### Task objective
Down to the last line, the material below should be reproduced exactly.
*** Data Section Begins ***
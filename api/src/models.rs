//! Shared data models used across modules

use chrono::{DateTime, Utc};
use serde::{Deserialize, Serialize};

/// A recorded expense
#[derive(Debug, Clone, PartialEq, Serialize, Deserialize)]
#[serde(rename_all = "camelCase")]
pub struct Expense {
    pub id: i64,
    pub amount: f64,
    pub date: DateTime<Utc>,
    pub description: String,
    pub user_id: String,
}

/// Expense fields as posted by a client; the service validates them
#[derive(Debug, Clone, Default, Deserialize)]
#[serde(rename_all = "camelCase")]
pub struct ExpenseInput {
    pub amount: Option<f64>,
    pub date: Option<DateTime<Utc>>,
    pub description: Option<String>,
}

/// Login credentials (user ID and clear text password)
#[derive(Clone, Deserialize)]
#[serde(rename_all = "camelCase")]
pub struct Credentials {
    #[serde(alias = "userID")]
    pub user_id: String,
    pub password: String,
}

/// A successful login. The id doubles as the session token.
#[derive(Debug, Clone, PartialEq, Serialize)]
#[serde(rename_all = "camelCase")]
pub struct Authentication {
    pub id: String,
    pub date: DateTime<Utc>,
    pub user: String,
}
//! Error handling helpers for route handlers

use axum::http::StatusCode;
use tracing::error;

/// Log an error with context and turn it into a status code
pub trait LogErr<T> {
    fn log_500(self, context: &str) -> Result<T, StatusCode>;

    fn log_status(self, context: &str, status: StatusCode) -> Result<T, StatusCode>;
}

impl<T, E: std::fmt::Display> LogErr<T> for Result<T, E> {
    fn log_500(self, context: &str) -> Result<T, StatusCode> {
        self.log_status(context, StatusCode::INTERNAL_SERVER_ERROR)
    }

    fn log_status(self, context: &str, status: StatusCode) -> Result<T, StatusCode> {
        self.map_err(|e| {
            error!(status = status.as_u16(), error = %e, "{}", context);
            status
        })
    }
}
pub mod auth;
pub mod cookies;
pub mod db;
pub mod error;
pub mod expenses;
pub mod pg;
pub mod auth;
pub mod expenses;

use axum::Router;
use std::sync::Arc;

use crate::AppState;

/// Routes served under /data
pub fn build_routes() -> Router<Arc<AppState>> {
    Router::new()
        .merge(auth::routes())
        .merge(expenses::routes())
}
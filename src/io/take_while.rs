use std::io::{self, Read};

/// Reads from `inner` only while `pred` accepts each byte, one at a time.
/// Used by the header parser to stop exactly at a delimiter without
/// over-reading into the body that follows it in the same buffered stream.
pub struct TakeWhile<'a, R, P> {
    inner: &'a mut R,
    pred: P,
    done: bool,
}

impl<'a, R, P> TakeWhile<'a, R, P>
where
    P: FnMut(u8) -> bool,
{
    pub fn new(inner: &'a mut R, pred: P) -> Self {
        Self {
            inner,
            pred,
            done: false,
        }
    }
}

impl<'a, R: Read, P> Read for TakeWhile<'a, R, P>
where
    P: FnMut(u8) -> bool,
{
    fn read(&mut self, buf: &mut [u8]) -> io::Result<usize> {
        if self.done || buf.is_empty() {
            return Ok(0);
        }
        let mut one = [0u8; 1];
        let n = self.inner.read(&mut one)?;
        if n == 0 {
            self.done = true;
            return Ok(0);
        }
        if !(self.pred)(one[0]) {
            self.done = true;
            return Ok(0);
        }
        buf[0] = one[0];
        Ok(1)
    }
}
*** Data Section Ends ***
### Output of the task
filename api/src/models.rs
//! Shared data models used across modules

use chrono::{DateTime, Utc};
use serde::{Deserialize, Serialize};

/// A recorded expense
#[derive(Debug, Clone, PartialEq, Serialize, Deserialize)]
#[serde(rename_all = "camelCase")]
pub struct Expense {
    pub id: i64,
    pub amount: f64,
    pub date: DateTime<Utc>,
    pub description: String,
    pub user_id: String,
}

/// Expense fields as posted by a client; the service validates them
#[derive(Debug, Clone, Default, Deserialize)]
#[serde(rename_all = "camelCase")]
pub struct ExpenseInput {
    pub amount: Option<f64>,
    pub date: Option<DateTime<Utc>>,
    pub description: Option<String>,
}

/// Login credentials (user ID and clear text password)
#[derive(Clone, Deserialize)]
#[serde(rename_all = "camelCase")]
pub struct Credentials {
    #[serde(alias = "userID")]
    pub user_id: String,
    pub password: String,
}

/// A successful login. The id doubles as the session token.
#[derive(Debug, Clone, PartialEq, Serialize)]
#[serde(rename_all = "camelCase")]
pub struct Authentication {
    pub id: String,
    pub date: DateTime<Utc>,
    pub user: String,
}
//! Error handling helpers for route handlers

use axum::http::StatusCode;
use tracing::error;

/// Log an error with context and turn it into a status code
pub trait LogErr<T> {
    fn log_500(self, context: &str) -> Result<T, StatusCode>;

    fn log_status(self, context: &str, status: StatusCode) -> Result<T, StatusCode>;
}

impl<T, E: std::fmt::Display> LogErr<T> for Result<T, E> {
    fn log_500(self, context: &str) -> Result<T, StatusCode> {
        self.log_status(context, StatusCode::INTERNAL_SERVER_ERROR)
    }

    fn log_status(self, context: &str, status: StatusCode) -> Result<T, StatusCode> {
        self.map_err(|e| {
            error!(status = status.as_u16(), error = %e, "{}", context);
            status
        })
    }
}
pub mod auth;
pub mod cookies;
pub mod db;
pub mod error;
pub mod expenses;
pub mod pg;
pub mod auth;
pub mod expenses;

use axum::Router;
use std::sync::Arc;

use crate::AppState;

/// Routes served under /data
pub fn build_routes() -> Router<Arc<AppState>> {
    Router::new()
        .merge(auth::routes())
        .merge(expenses::routes())
}
filename src/io/take_while.rs
use std::io::{self, Read};

/// Reads from `inner` only while `pred` accepts each byte, one at a time.
/// Used by the header parser to stop exactly at a delimiter without
/// over-reading into the body that follows it in the same buffered stream.
pub struct TakeWhile<'a, R, P> {
    inner: &'a mut R,
    pred: P,
    done: bool,
}

impl<'a, R, P> TakeWhile<'a, R, P>
where
    P: FnMut(u8) -> bool,
{
    pub fn new(inner: &'a mut R, pred: P) -> Self {
        Self {
            inner,
            pred,
            done: false,
        }
    }
}

impl<'a, R: Read, P> Read for TakeWhile<'a, R, P>
where
    P: FnMut(u8) -> bool,
{
    fn read(&mut self, buf: &mut [u8]) -> io::Result<usize> {
        if self.done || buf.is_empty() {
            return Ok(0);
        }
        let mut one = [0u8; 1];
        let n = self.inner.read(&mut one)?;
        if n == 0 {
            self.done = true;
            return Ok(0);
        }
        if !(self.pred)(one[0]) {
            self.done = true;
            return Ok(0);
        }
        buf[0] = one[0];
        Ok(1)
    }
}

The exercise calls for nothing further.